**How to complete this task**
Wherever the string "crate" appears in the listing, copy that line.

Dataset entries START

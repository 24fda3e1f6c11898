//! Convenience re-exports — `use stofn::prelude::*` for the common items.

pub use crate::config::{Config, ConfigError, PhysicsConfig, SceneConfig};
pub use crate::ecs::{Entity, EntityAllocator, Hierarchy, HierarchyListener, Pool};
pub use crate::math::{HPose, Mat4, PoseMask, Quat, RPose, Vec3};
pub use crate::physics::{PhysicsRuntime, Simulation};
pub use crate::scene::{Scene, SceneListener};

Dataset entries END

**Exercise answer**
pub use crate::config::{Config, ConfigError, PhysicsConfig, SceneConfig};
pub use crate::ecs::{Entity, EntityAllocator, Hierarchy, HierarchyListener, Pool};
pub use crate::math::{HPose, Mat4, PoseMask, Quat, RPose, Vec3};
pub use crate::physics::{PhysicsRuntime, Simulation};
pub use crate::scene::{Scene, SceneListener};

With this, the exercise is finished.